Auch ich würde diesen Satz sofort unterschreiben. Aber zugleich frage ich mich: Ist es für den Inhalt eines Textes wirklich egal, wie er gelesen wird? Ist jemand, der vor allem Info-Brocken abspeichert, noch imstande, längere Gedankengänge zu verfolgen? Solchen Fragen ist bisher keine neuere Lesestudie systematisch nachgegangen. Aber es gibt Beobachtungen, die darauf hindeuten, dass die geringe Tauch-Tiefe vieler Bildschirmleser Langzeitfolgen für ihr Textverständnis hat.

Viele Leser sind überfordert

Seit 20 Jahren registriert Stefan Aufenanger, wissenschaftlicher Berater der Stiftung Lesen und Professor für Medienpädagogik, dass seinen Studierenden das Bücherlesen zusehends schwerer fällt. Dass sie Texte, die sie im Literaturverzeichnis ihrer Arbeiten angeben, oft gar nicht verstanden haben. Und immer häufiger, sagt er, reagierten sie auf eine Leseempfehlung mit der Frage: Muss es wirklich das ganze Buch sein?
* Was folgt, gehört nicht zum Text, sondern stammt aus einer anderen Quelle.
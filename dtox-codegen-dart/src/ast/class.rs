//! Dart class builder.

use dtox_codegen::builder::{CodeBuilder, CodeFragment, Renderable};

/// A field of a Dart class, initialized through a named constructor parameter.
#[derive(Debug, Clone)]
pub struct Field {
    pub name: String,
    pub ty: String,
    pub doc: Option<String>,
    /// Default value expression of the constructor parameter.
    pub default: Option<String>,
    pub nullable: bool,
}

impl Field {
    pub fn new(name: impl Into<String>, ty: impl Into<String>) -> Self {
        Self {
            name: name.into(),
            ty: ty.into(),
            doc: None,
            default: None,
            nullable: false,
        }
    }

    pub fn doc(mut self, doc: impl Into<String>) -> Self {
        self.doc = Some(doc.into());
        self
    }

    pub fn default_value(mut self, expr: impl Into<String>) -> Self {
        self.default = Some(expr.into());
        self
    }

    pub fn nullable(mut self) -> Self {
        self.nullable = true;
        self
    }

    fn parameter(&self) -> String {
        match (&self.default, self.nullable) {
            (Some(expr), _) => format!("this.{} = {},", self.name, expr),
            (None, true) => format!("this.{},", self.name),
            (None, false) => format!("required this.{},", self.name),
        }
    }
}

/// Builder for Dart data classes.
///
/// Immutable classes get `final` fields and a `const` constructor.
#[derive(Debug, Clone)]
pub struct Class {
    name: String,
    immutable: bool,
    fields: Vec<Field>,
}

impl Class {
    pub fn new(name: impl Into<String>) -> Self {
        Self {
            name: name.into(),
            immutable: false,
            fields: Vec::new(),
        }
    }

    pub fn immutable(mut self) -> Self {
        self.immutable = true;
        self
    }

    pub fn field(mut self, field: Field) -> Self {
        self.fields.push(field);
        self
    }

    pub fn build(&self) -> String {
        let mut builder = CodeBuilder::dart();
        builder.emit(self);
        builder.build()
    }

    fn constructor(&self) -> CodeFragment {
        let keyword = if self.immutable { "const " } else { "" };
        CodeFragment::block(
            format!("{}{}({{", keyword, self.name),
            self.fields
                .iter()
                .map(|f| CodeFragment::line(f.parameter()))
                .collect(),
            Some("});".to_string()),
        )
    }
}

impl Renderable for Class {
    fn to_fragments(&self) -> Vec<CodeFragment> {
        if self.fields.is_empty() {
            return vec![CodeFragment::line(format!("class {} {{}}", self.name))];
        }

        let modifier = if self.immutable { "final " } else { "" };
        let mut body = Vec::new();
        for field in &self.fields {
            if let Some(doc) = &field.doc {
                body.push(CodeFragment::line_doc(doc.as_str()));
            }
            body.push(CodeFragment::line(format!(
                "{}{} {};",
                modifier, field.ty, field.name
            )));
        }
        body.push(CodeFragment::blank());
        body.push(self.constructor());

        vec![CodeFragment::block(
            format!("class {} {{", self.name),
            body,
            Some("}".to_string()),
        )]
    }
}

#[cfg(test)]
mod tests {
    use super::*;

    #[test]
    fn test_empty_class() {
        assert_eq!(Class::new("Ping").immutable().build(), "class Ping {}\n");
    }

    #[test]
    fn test_immutable_class() {
        let code = Class::new("Point")
            .immutable()
            .field(Field::new("x", "int"))
            .field(Field::new("label", "String?").nullable().doc("Shown on hover"))
            .build();

        assert_eq!(
            code,
            "class Point {\n  final int x;\n  /// Shown on hover\n  final String? label;\n\n  const Point({\n    required this.x,\n    this.label,\n  });\n}\n"
        );
    }

    #[test]
    fn test_mutable_class_with_defaults() {
        let code = Class::new("Filter")
            .field(Field::new("page", "int").default_value("1"))
            .build();

        assert_eq!(
            code,
            "class Filter {\n  int page;\n\n  Filter({\n    this.page = 1,\n  });\n}\n"
        );
    }
}
//! Language-neutral export machinery for dtox.
//!
//! Target crates (`dtox-codegen-typescript`, `dtox-codegen-dart`) describe
//! themselves as an [`ExportTarget`]: a type profile, a file naming function
//! and a set of templates. Everything else is shared.
//!
//! # Module Organization
//!
//! - [`extract`] - Registry declarations to [`DtoClass`](dtox_ir::DtoClass) metadata
//! - [`mapping`] - Type and path mapping (TargetProfile, TypeMapper, PathMapper)
//! - [`builder`] - Code generation building blocks (CodeBuilder, CodeFragment, etc.)
//! - [`render`] - Templates and their context
//! - [`target`] - Export targets and the registry dispatching to them
//! - [`export`] - The export orchestrator
//! - [`report`] - Progress reporting
//! - [`testing`] - Test utilities (feature-gated)

pub mod builder;
mod error;
pub mod export;
pub mod extract;
pub mod mapping;
pub mod render;
pub mod report;
pub mod target;

#[cfg(any(test, feature = "testing"))]
pub mod testing;

pub use error::{Error, Result};
pub use export::{ExportSummary, Exporter, PreviewFile};
pub use extract::Extractor;
pub use render::{ExportOptions, RenderContext, RenderError, Template, TemplateSet};
pub use report::{NoopReporter, Reporter};
pub use target::{ExportTarget, TargetRegistry};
Viele Leser sind überfordert

Ähnliches beobachtet Horst Wenzel, Professor für Altgermanistik an der Berliner Humboldt- Universität. Immer mehr seiner Studenten, immerhin angehende Literaturwissenschaftler, kapitulierten vor Texten von Thomas Mann und Heinrich von Kleist. "Die komplexe Syntax dieser Autoren, die langen Sätze mit ihren vielen Einschüben und Nebensätzen - das überfordert viele jüngere Leser. Denn deren Sprache ist vor allem durch das Internet geprägt, durch E-Mail und Chatkultur. Und durch leichte Unterhaltungslektüre."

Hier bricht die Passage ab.